Judge says US held Afghan man unlawfully at Guantanamo Bay

Asadullah Haroon Gul was denied access to a lawyer, held for 14 years at Guantanamo without charge; now ordered freed.

A federal judge in Washington, DC, has ruled there is no legal basis for the US to detain an Afghan man held for 14 years without charge [File: Reuters]

A United States judge has ruled the United States has no legal basis for holding an Afghan man at the notorious US prison camp at Guantanamo Bay, Cuba, setting the stage for his potential release, his lawyer told Al Jazeera.

Asadullah Haroon Gul, an Afghan national, has been held at Guantanamo since June 2007 after he was captured in the eastern city of Jalalabad by Afghan forces and turned over to the US military.

US District Court Judge Amit Mehta, ruling on a petition of habeas corpus, has rejected the US government’s arguments for continuing to hold Gul in detention at Guantanamo.
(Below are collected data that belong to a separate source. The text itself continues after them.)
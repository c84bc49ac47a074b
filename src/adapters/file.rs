//! On-disk file tier.
//!
//! One file per entry, named by the hex hash of the tier-local key with the
//! namespace tag prefixed so `clear` and the expiration sweep can enumerate
//! owned entries in a shared directory. File contents are the fixed-width
//! decimal `expires_at` followed by the payload bytes. Writes go to a
//! temporary file under an exclusive lock and are renamed into place, so
//! readers never observe a torn entry.
//!
//! The cache directory resolves through a cascade: the tier's configured
//! path, then the global cache path, then a PID-qualified default under the
//! system temp dir, then a uniquified temp dir as a last resort. If every
//! candidate is unwritable the tier reports unavailable.

use std::fs::{self, File, OpenOptions};
use std::io::{Read, Write};
use std::path::{Path, PathBuf};
use std::sync::Arc;
use std::sync::atomic::{AtomicU64, Ordering};
use std::time::Duration;

use fs2::FileExt;
use parking_lot::RwLock;
use tracing::{debug, info, warn};

use crate::adapters::{self, Hit, TierAdapter, TierStats};
use crate::config::FileConfig;
use crate::error::{CacheError, CacheResult};
use crate::keys::KeyManager;
use crate::tier::Tier;

const ENTRY_SUFFIX: &str = ".cache";

/// On-disk cache tier.
pub struct FileAdapter {
    keys: Arc<KeyManager>,
    config: FileConfig,
    /// Global cache path fallback, from the engine config.
    global_path: Option<PathBuf>,
    /// Directory chosen by the cascade; settled at first probe.
    dir: RwLock<Option<PathBuf>>,
    hits: AtomicU64,
    misses: AtomicU64,
    sets: AtomicU64,
}

impl FileAdapter {
    /// Create the file tier. No directory is touched until the first probe.
    #[must_use]
    pub fn new(keys: Arc<KeyManager>, config: FileConfig, global_path: Option<PathBuf>) -> Self {
        Self {
            keys,
            config,
            global_path,
            dir: RwLock::new(None),
            hits: AtomicU64::new(0),
            misses: AtomicU64::new(0),
            sets: AtomicU64::new(0),
        }
    }

    /// The directory currently serving this tier, if resolved.
    #[must_use]
    pub fn current_dir(&self) -> Option<PathBuf> {
        self.dir.read().clone()
    }

    fn candidates(&self) -> Vec<PathBuf> {
        let mut candidates = Vec::new();
        if let Some(path) = &self.config.path {
            candidates.push(path.clone());
        }
        if let Some(path) = &self.global_path {
            candidates.push(path.join("file"));
        }
        candidates.push(
            std::env::temp_dir().join(format!("stratacache-{}", std::process::id())),
        );
        candidates
    }

    fn prepare_dir(&self, dir: &Path) -> CacheResult<()> {
        fs::create_dir_all(dir)?;
        #[cfg(unix)]
        {
            use std::os::unix::fs::PermissionsExt;
            fs::set_permissions(dir, fs::Permissions::from_mode(self.config.directory_permissions))?;
        }
        Self::write_test(dir)
    }

    /// The directory must actually accept entry files.
    fn write_test(dir: &Path) -> CacheResult<()> {
        let probe = dir.join(format!(".write-test-{}", std::process::id()));
        let mut file = File::create(&probe)?;
        file.write_all(b"ok")?;
        drop(file);
        fs::remove_file(&probe)?;
        Ok(())
    }

    /// Resolve the cache directory through the cascade, keeping the first
    /// writable candidate.
    fn ensure_dir(&self) -> CacheResult<PathBuf> {
        if let Some(dir) = self.dir.read().clone() {
            return Ok(dir);
        }

        let mut last_err: Option<CacheError> = None;
        for candidate in self.candidates() {
            match self.prepare_dir(&candidate) {
                Ok(()) => {
                    info!(dir = %candidate.display(), "[file] cache directory selected");
                    *self.dir.write() = Some(candidate.clone());
                    return Ok(candidate);
                }
                Err(err) => {
                    warn!(dir = %candidate.display(), error = %err, "[file] cache directory rejected");
                    last_err = Some(err);
                }
            }
        }

        // Last resort: a uniquified temp directory.
        match tempfile::Builder::new().prefix("stratacache-").tempdir() {
            Ok(tmp) => {
                let dir = tmp.keep();
                info!(dir = %dir.display(), "[file] using last-resort temp directory");
                *self.dir.write() = Some(dir.clone());
                Ok(dir)
            }
            Err(err) => Err(last_err.unwrap_or_else(|| CacheError::from_io(&err))),
        }
    }

    fn entry_path(&self, dir: &Path, key: &str) -> CacheResult<PathBuf> {
        let stem = self.keys.file_stem(key, Tier::File)?;
        Ok(dir.join(format!(
            "{tag}-{stem}{ENTRY_SUFFIX}",
            tag = self.keys.namespace_tag()
        )))
    }

    fn owned_entries(&self, dir: &Path) -> CacheResult<Vec<PathBuf>> {
        let prefix = format!("{}-", self.keys.namespace_tag());
        let mut entries = Vec::new();
        for dir_entry in fs::read_dir(dir)? {
            let path = dir_entry?.path();
            let Some(name) = path.file_name().and_then(|n| n.to_str()) else {
                continue;
            };
            if name.starts_with(&prefix) && name.ends_with(ENTRY_SUFFIX) {
                entries.push(path);
            }
        }
        Ok(entries)
    }

    fn write_atomic(&self, path: &Path, blob: &[u8]) -> CacheResult<()> {
        let tmp = path.with_extension(format!("tmp-{}", std::process::id()));
        let mut file = OpenOptions::new()
            .create(true)
            .write(true)
            .truncate(true)
            .open(&tmp)?;
        file.lock_exclusive()?;
        let outcome = file.write_all(blob).and_then(|()| file.sync_data());
        let unlock = fs2::FileExt::unlock(&file);
        drop(file);
        if let Err(err) = outcome {
            let _ = fs::remove_file(&tmp);
            return Err(err.into());
        }
        if let Err(err) = unlock {
            let _ = fs::remove_file(&tmp);
            return Err(err.into());
        }
        fs::rename(&tmp, path)?;
        Ok(())
    }

    fn read_entry(path: &Path) -> CacheResult<Option<Vec<u8>>> {
        let file = match File::open(path) {
            Ok(file) => file,
            Err(err) if err.kind() == std::io::ErrorKind::NotFound => return Ok(None),
            Err(err) => return Err(err.into()),
        };
        file.lock_shared()?;
        let mut blob = Vec::new();
        let outcome = (&file).read_to_end(&mut blob);
        let _ = fs2::FileExt::unlock(&file);
        outcome?;
        Ok(Some(blob))
    }
}

impl TierAdapter for FileAdapter {
    fn tier(&self) -> Tier {
        Tier::File
    }

    fn probe(&self) -> CacheResult<()> {
        let dir = self.ensure_dir()?;
        // Re-run the write test each probe; a directory can turn read-only
        // underneath a running engine.
        Self::write_test(&dir)
    }

    fn get(&self, key: &str) -> CacheResult<Option<Hit>> {
        let dir = self.ensure_dir()?;
        let path = self.entry_path(&dir, key)?;

        let Some(blob) = Self::read_entry(&path)? else {
            self.misses.fetch_add(1, Ordering::Relaxed);
            return Ok(None);
        };
        let (expiry, payload) = adapters::decode_record(&blob)?;
        if adapters::is_stale(expiry) {
            let _ = fs::remove_file(&path);
            self.misses.fetch_add(1, Ordering::Relaxed);
            return Ok(None);
        }
        self.hits.fetch_add(1, Ordering::Relaxed);
        Ok(Some(Hit {
            value: payload.to_vec(),
            remaining_ttl: adapters::remaining_ttl(expiry),
        }))
    }

    fn set(&self, key: &str, value: &[u8], ttl: Duration) -> CacheResult<()> {
        let dir = self.ensure_dir()?;
        let path = self.entry_path(&dir, key)?;
        let blob = adapters::encode_record(adapters::expires_at(ttl), value);
        self.write_atomic(&path, &blob)?;
        self.sets.fetch_add(1, Ordering::Relaxed);
        debug!(key = %key, ttl_secs = %ttl.as_secs(), "[file] cached key");
        Ok(())
    }

    fn delete(&self, key: &str) -> CacheResult<()> {
        let dir = self.ensure_dir()?;
        let path = self.entry_path(&dir, key)?;
        match fs::remove_file(&path) {
            Ok(()) => Ok(()),
            Err(err) if err.kind() == std::io::ErrorKind::NotFound => Ok(()),
            Err(err) => Err(err.into()),
        }
    }

    fn clear(&self) -> CacheResult<()> {
        let dir = self.ensure_dir()?;
        for path in self.owned_entries(&dir)? {
            match fs::remove_file(&path) {
                Ok(()) => {}
                Err(err) if err.kind() == std::io::ErrorKind::NotFound => {}
                Err(err) => return Err(err.into()),
            }
        }
        Ok(())
    }

    fn stats(&self) -> TierStats {
        let mut entries = None;
        let mut bytes = None;
        if let Some(dir) = self.current_dir() {
            if let Ok(paths) = self.owned_entries(&dir) {
                entries = Some(paths.len() as u64);
                bytes = Some(
                    paths
                        .iter()
                        .filter_map(|p| fs::metadata(p).ok())
                        .map(|m| m.len())
                        .sum(),
                );
            }
        }
        TierStats {
            entries,
            bytes,
            hits: self.hits.load(Ordering::Relaxed),
            misses: self.misses.load(Ordering::Relaxed),
            sets: self.sets.load(Ordering::Relaxed),
        }
    }

    fn sweep_expired(&self) -> CacheResult<u64> {
        let dir = self.ensure_dir()?;
        let mut removed = 0;
        for path in self.owned_entries(&dir)? {
            let Some(blob) = Self::read_entry(&path)? else {
                continue;
            };
            let stale = match adapters::decode_record(&blob) {
                Ok((expiry, _)) => adapters::is_stale(expiry),
                // Undecodable entries are garbage; sweep them too.
                Err(_) => true,
            };
            if stale && fs::remove_file(&path).is_ok() {
                removed += 1;
            }
        }
        if removed > 0 {
            debug!(count = removed, "[file] swept expired entries");
        }
        Ok(removed)
    }

    fn set_base_path(&self, path: &Path) -> CacheResult<()> {
        self.prepare_dir(path)?;
        // Entries under the old directory are abandoned, not migrated.
        *self.dir.write() = Some(path.to_path_buf());
        info!(dir = %path.display(), "[file] cache directory switched");
        Ok(())
    }
}

#[cfg(test)]
mod tests {
    use super::*;
    use crate::config::EngineConfig;

    fn adapter_in(dir: &Path) -> FileAdapter {
        let config = EngineConfig::default();
        let scopes = Tier::ALL
            .into_iter()
            .map(|t| (t, config.tier_scope(t)))
            .collect();
        let keys = Arc::new(KeyManager::new(&config.keys, config.namespace(), scopes));
        FileAdapter::new(
            keys,
            FileConfig {
                path: Some(dir.to_path_buf()),
                ..FileConfig::default()
            },
            None,
        )
    }

    #[test]
    fn round_trip_with_expiry_prefix_layout() {
        let tmp = tempfile::tempdir().expect("tempdir");
        let file = adapter_in(tmp.path());

        file.set("user:1", b"alice", Duration::from_secs(3600))
            .expect("set");
        let hit = file.get("user:1").expect("get").expect("hit");
        assert_eq!(hit.value, b"alice");
        assert!(hit.remaining_ttl.is_some());

        // On-disk layout: ten decimal digits then the payload.
        let entries = file.owned_entries(tmp.path()).expect("entries");
        assert_eq!(entries.len(), 1);
        let blob = fs::read(&entries[0]).expect("read");
        assert!(blob[..10].iter().all(u8::is_ascii_digit));
        assert_eq!(&blob[10..], b"alice");
    }

    #[test]
    fn stale_entry_reads_as_miss_and_is_deleted() {
        let tmp = tempfile::tempdir().expect("tempdir");
        let file = adapter_in(tmp.path());

        file.set("old", b"v", Duration::from_secs(60)).expect("set");
        let path = file
            .entry_path(tmp.path(), "old")
            .expect("path");
        fs::write(&path, adapters::encode_record(1, b"v")).expect("backdate");

        assert!(file.get("old").expect("get").is_none());
        assert!(!path.exists());
    }

    #[test]
    fn clear_only_touches_owned_entries() {
        let tmp = tempfile::tempdir().expect("tempdir");
        let file = adapter_in(tmp.path());

        file.set("a", b"1", Duration::from_secs(60)).expect("set");
        file.set("b", b"2", Duration::from_secs(60)).expect("set");
        let sibling = tmp.path().join("other-namespace-entry.cache");
        fs::write(&sibling, b"keep me").expect("sibling");

        file.clear().expect("clear");
        assert!(file.get("a").expect("get").is_none());
        assert!(sibling.exists());
    }

    #[test]
    fn sweep_removes_only_expired_entries() {
        let tmp = tempfile::tempdir().expect("tempdir");
        let file = adapter_in(tmp.path());

        file.set("live", b"v", Duration::from_secs(3600)).expect("set");
        file.set("dead", b"v", Duration::from_secs(60)).expect("set");
        let dead_path = file.entry_path(tmp.path(), "dead").expect("path");
        fs::write(&dead_path, adapters::encode_record(1, b"v")).expect("backdate");

        assert_eq!(file.sweep_expired().expect("sweep"), 1);
        assert!(file.get("live").expect("get").is_some());
        assert!(!dead_path.exists());
    }

    #[test]
    fn delete_missing_is_ok() {
        let tmp = tempfile::tempdir().expect("tempdir");
        let file = adapter_in(tmp.path());
        file.delete("never-set").expect("delete");
    }

    #[test]
    fn falls_back_to_pid_default_when_unset() {
        let config = EngineConfig::default();
        let scopes = Tier::ALL
            .into_iter()
            .map(|t| (t, config.tier_scope(t)))
            .collect();
        let keys = Arc::new(KeyManager::new(&config.keys, config.namespace(), scopes));
        let file = FileAdapter::new(keys, FileConfig::default(), None);

        file.probe().expect("probe");
        let dir = file.current_dir().expect("resolved");
        assert!(
            dir.to_string_lossy()
                .contains(&format!("stratacache-{}", std::process::id()))
        );
        let _ = fs::remove_dir_all(dir);
    }

    #[test]
    fn set_base_path_switches_directory() {
        let old = tempfile::tempdir().expect("tempdir");
        let new = tempfile::tempdir().expect("tempdir");
        let file = adapter_in(old.path());

        file.set("k", b"v", Duration::from_secs(60)).expect("set");
        file.set_base_path(new.path()).expect("switch");

        // Old entries are abandoned under the previous path.
        assert!(file.get("k").expect("get").is_none());
        file.set("k", b"v2", Duration::from_secs(60)).expect("set");
        assert_eq!(
            file.get("k").expect("get").expect("hit").value,
            b"v2"
        );
        assert_eq!(file.owned_entries(new.path()).expect("entries").len(), 1);
    }
}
“The outcome of the petition was that it was granted,” said Tara Plochocki, Gul’s lawyer who said she was “delighted” by the judge’s ruling.

Gul was held for 14 years at Guantanamo without charge and denied access to a lawyer for the first nine years of his detention, according to Reprieve, a US legal advocacy group. In 2016, his lawyers filed a petition in federal court in Washington, DC, arguing his detention was unlawful.

Details of the judge’s ruling are classified as secret for the time being but Gul’s lawyer said the result is clear.

“The judge has ruled that his detention is illegal. And as with any other court order against the US government, there is a constitutional obligation to give affect to that order. And so, it should mean that he is immediately released,” Plochocki told Al Jazeera.

Sehar Bibi holds a photograph of son Asadullah, in Shamshatu refugee camp near Pakistan’s northwestern city of Peshawar [Abdul Majeed/AFP]

Habeas corpus is a centuries-old principle of British and US common law that allows people who have been wrongfully imprisoned to challenge the basis of their continuing detention.

While the US Supreme Court ruled in 2008 that Guantanamo detainees have a right to petition for a writ of habeas corpus, Judge Mehta’s ruling is the first time in 10 years a detainee has won a habeas corpus claim, Plochoki said.

Gul had been member of a group called Hezb-e-Islami, or the Islamic Party of Afghanistan, which reached a peace agreement with the Western-backed Afghan government in Kabul in 2016.

His lawyers had argued that because US hostilities in Afghanistan had ceased, he should be released but the judge rejected those arguments.

Gul was never part of the Taliban, or al-Qaeda or any al-Qaeda affiliated group and did not fight against the US. He asserted in court documents that he had been on a business trip to Afghanistan from the refugee camp in Pakistan, where he was living with his family, when he was captured.

The judge’s ruling indicates government lawyers failed to make a case that Gul could continue to be detained because of any connection to al-Qaeda.

“We were the first case to take a run at what the statute actually means and how the government’s construing it” and whether the US was “prolonging their detention authority by any means necessary”, Plochocki said.

Importantly, prior to the judge’s ruling, a US military review board ruled on October 7 that it was safe to release Gul and his detention no was longer necessary, citing a “lack of leadership in extremist organizations” and “lack of clear ideological basis for his prior conduct”.

“The board’s recommendation is welcome, but we should remember Asadullah has spent more than 14 years of his life in prison without charge or trial,” Reprieve US lawyer Mark Maher said in a statement.

“Asadullah missed his daughter’s entire childhood. He should be reunited with his family as soon as possible, but there is no way to restore what has been taken from them.”

Any effort by Justice Department lawyers — who had been defending the government’s authority to detain Gul — to appeal the district judge’s ruling would be undercut by the review board decision that he should be released.

Haroon Gul is one of 39 men still being held at Guantanamo and now one of 13 who have been cleared by the military review board for release. Some men have had clearances for years and still languish in the prison.

President Joe Biden has promised to close Guantanamo, where more than 740 men were detained between 2002 and 2017 — often without any formal charges, and in some cases, subjected to torture.